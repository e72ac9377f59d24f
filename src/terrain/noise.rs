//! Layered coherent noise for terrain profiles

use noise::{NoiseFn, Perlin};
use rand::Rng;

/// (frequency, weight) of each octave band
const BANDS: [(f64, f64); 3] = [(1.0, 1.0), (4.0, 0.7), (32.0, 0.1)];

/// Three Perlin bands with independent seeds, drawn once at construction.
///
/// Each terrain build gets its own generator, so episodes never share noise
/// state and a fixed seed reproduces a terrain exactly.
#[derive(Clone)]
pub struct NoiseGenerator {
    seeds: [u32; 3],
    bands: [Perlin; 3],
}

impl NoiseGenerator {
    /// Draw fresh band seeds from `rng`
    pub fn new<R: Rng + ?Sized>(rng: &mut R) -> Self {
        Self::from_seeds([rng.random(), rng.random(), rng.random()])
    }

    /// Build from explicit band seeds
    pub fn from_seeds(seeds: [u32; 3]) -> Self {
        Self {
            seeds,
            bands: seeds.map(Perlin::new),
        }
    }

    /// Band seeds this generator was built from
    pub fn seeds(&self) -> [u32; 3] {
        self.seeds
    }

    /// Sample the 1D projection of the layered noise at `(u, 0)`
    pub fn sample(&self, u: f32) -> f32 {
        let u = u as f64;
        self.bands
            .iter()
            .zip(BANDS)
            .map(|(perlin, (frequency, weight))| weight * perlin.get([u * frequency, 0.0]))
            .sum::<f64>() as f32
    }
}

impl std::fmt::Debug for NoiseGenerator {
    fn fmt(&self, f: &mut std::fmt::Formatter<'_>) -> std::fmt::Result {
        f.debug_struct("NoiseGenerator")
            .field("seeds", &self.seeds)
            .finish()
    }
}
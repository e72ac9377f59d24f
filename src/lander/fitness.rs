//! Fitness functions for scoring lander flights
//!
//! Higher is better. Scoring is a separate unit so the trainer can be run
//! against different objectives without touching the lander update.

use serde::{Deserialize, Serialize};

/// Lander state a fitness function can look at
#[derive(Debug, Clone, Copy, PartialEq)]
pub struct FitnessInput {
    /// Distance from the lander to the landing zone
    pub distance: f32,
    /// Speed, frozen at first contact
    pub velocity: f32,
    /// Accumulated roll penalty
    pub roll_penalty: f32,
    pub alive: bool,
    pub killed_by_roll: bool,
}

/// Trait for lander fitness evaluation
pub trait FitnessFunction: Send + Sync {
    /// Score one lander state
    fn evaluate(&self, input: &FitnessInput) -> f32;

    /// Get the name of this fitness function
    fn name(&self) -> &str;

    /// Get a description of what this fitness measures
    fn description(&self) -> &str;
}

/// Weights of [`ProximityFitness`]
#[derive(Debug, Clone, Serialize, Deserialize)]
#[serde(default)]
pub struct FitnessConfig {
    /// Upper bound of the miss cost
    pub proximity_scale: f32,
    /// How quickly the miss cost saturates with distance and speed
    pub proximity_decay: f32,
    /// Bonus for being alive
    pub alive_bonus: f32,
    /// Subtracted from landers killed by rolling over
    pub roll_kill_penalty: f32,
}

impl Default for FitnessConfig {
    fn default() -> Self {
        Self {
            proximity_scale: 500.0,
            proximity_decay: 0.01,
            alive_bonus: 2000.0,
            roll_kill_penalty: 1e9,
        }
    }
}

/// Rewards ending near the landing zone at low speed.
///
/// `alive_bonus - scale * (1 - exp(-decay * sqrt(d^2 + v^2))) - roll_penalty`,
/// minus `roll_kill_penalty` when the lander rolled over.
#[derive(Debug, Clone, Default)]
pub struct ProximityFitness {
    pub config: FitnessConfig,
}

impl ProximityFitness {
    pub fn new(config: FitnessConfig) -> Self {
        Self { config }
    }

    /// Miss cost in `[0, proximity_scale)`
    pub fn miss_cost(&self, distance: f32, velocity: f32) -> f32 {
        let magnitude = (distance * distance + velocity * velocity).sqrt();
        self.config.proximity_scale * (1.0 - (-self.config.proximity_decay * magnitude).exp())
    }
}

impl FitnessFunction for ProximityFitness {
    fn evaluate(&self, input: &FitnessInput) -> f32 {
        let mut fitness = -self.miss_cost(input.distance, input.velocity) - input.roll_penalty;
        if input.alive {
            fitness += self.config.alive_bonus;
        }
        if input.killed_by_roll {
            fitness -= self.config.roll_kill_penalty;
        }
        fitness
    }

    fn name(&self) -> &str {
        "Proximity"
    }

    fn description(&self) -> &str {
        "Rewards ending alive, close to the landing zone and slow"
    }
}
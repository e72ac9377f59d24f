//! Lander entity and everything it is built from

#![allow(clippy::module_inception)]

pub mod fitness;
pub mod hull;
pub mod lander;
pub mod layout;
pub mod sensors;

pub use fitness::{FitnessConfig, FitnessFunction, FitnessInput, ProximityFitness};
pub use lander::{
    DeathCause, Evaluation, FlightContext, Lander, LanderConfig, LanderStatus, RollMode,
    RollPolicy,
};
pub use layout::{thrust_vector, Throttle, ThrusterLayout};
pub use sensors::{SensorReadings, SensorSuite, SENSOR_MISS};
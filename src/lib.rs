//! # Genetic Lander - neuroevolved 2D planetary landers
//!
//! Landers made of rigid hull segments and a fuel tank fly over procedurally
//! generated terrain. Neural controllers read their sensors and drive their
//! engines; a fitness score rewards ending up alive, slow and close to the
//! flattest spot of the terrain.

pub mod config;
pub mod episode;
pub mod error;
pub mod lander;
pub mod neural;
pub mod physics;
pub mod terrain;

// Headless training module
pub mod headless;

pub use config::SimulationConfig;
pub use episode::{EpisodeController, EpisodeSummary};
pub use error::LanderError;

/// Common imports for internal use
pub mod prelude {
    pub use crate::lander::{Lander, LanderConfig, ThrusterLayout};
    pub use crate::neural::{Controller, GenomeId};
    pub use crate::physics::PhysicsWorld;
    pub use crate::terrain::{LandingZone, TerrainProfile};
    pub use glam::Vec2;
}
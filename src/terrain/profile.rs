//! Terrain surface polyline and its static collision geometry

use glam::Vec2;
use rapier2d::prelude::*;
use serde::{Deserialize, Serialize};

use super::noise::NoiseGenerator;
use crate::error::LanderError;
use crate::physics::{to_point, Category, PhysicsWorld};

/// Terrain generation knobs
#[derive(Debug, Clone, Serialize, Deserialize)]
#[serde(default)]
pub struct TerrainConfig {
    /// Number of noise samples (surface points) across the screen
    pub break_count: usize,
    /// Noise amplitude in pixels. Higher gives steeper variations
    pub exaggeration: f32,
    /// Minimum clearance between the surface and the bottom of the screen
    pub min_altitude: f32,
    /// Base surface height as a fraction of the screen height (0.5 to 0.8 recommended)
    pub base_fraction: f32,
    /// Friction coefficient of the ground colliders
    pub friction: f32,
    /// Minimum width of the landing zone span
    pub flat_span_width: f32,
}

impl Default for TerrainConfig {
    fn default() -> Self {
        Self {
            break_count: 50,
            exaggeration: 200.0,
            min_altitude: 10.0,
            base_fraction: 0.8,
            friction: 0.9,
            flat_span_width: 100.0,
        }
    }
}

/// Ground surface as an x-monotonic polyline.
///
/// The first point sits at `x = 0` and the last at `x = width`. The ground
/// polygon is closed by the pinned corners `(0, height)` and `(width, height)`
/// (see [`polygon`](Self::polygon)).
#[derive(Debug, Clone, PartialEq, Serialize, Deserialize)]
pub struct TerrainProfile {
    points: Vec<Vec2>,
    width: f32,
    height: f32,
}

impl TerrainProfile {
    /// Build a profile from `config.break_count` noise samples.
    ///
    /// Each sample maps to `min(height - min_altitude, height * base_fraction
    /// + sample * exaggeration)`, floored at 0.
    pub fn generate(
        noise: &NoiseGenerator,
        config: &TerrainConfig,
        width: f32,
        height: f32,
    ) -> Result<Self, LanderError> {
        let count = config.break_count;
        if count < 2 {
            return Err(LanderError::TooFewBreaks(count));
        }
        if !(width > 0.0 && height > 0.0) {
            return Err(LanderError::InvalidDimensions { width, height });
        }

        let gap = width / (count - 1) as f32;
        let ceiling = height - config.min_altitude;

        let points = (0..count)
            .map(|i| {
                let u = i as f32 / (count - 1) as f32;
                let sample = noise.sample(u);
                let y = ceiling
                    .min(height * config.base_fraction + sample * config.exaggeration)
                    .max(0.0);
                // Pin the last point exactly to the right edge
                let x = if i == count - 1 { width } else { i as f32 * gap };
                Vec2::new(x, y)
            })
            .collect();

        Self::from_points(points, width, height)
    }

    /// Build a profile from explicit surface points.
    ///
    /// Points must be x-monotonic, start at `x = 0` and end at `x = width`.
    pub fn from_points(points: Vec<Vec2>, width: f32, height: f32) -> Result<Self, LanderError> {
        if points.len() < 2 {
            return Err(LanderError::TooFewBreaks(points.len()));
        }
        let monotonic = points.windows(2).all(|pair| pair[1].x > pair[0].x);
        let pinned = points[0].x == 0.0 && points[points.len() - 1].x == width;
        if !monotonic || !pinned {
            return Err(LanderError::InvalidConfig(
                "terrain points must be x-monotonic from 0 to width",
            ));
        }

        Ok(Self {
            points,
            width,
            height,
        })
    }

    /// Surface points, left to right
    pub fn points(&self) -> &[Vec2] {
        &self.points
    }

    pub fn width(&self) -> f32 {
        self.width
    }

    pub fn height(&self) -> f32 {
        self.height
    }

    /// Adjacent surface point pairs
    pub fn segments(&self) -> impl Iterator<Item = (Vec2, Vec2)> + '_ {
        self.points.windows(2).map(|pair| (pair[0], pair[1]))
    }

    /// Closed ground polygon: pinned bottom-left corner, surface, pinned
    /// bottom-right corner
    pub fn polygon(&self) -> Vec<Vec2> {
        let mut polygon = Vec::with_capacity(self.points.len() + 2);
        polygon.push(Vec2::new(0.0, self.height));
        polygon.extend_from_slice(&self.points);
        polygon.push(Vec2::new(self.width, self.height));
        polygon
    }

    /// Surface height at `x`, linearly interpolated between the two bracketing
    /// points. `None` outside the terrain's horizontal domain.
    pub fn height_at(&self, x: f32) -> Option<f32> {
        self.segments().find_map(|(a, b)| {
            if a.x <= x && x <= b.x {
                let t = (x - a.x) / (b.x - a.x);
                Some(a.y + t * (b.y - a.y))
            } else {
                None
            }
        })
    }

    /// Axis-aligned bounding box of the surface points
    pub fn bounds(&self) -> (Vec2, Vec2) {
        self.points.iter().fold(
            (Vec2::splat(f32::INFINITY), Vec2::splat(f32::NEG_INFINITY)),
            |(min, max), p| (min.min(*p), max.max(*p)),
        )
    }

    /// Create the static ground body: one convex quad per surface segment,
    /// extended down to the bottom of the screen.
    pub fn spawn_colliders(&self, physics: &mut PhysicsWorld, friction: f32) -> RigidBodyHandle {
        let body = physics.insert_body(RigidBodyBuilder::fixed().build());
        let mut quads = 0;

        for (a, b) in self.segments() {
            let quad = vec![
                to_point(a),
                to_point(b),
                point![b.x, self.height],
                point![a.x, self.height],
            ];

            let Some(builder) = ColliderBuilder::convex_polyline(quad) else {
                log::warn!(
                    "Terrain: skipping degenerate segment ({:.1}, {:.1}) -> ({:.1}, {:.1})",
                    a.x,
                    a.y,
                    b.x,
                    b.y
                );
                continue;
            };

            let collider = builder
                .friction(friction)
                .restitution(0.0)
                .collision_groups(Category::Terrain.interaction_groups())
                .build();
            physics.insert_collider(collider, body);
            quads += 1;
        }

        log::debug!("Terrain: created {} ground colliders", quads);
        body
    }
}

§

Each line above that carries the string "windows" has to be returned.

RESULT OF THIS EXERCISE:
        let monotonic = points.windows(2).all(|pair| pair[1].x > pair[0].x);
        self.points.windows(2).map(|pair| (pair[0], pair[1]))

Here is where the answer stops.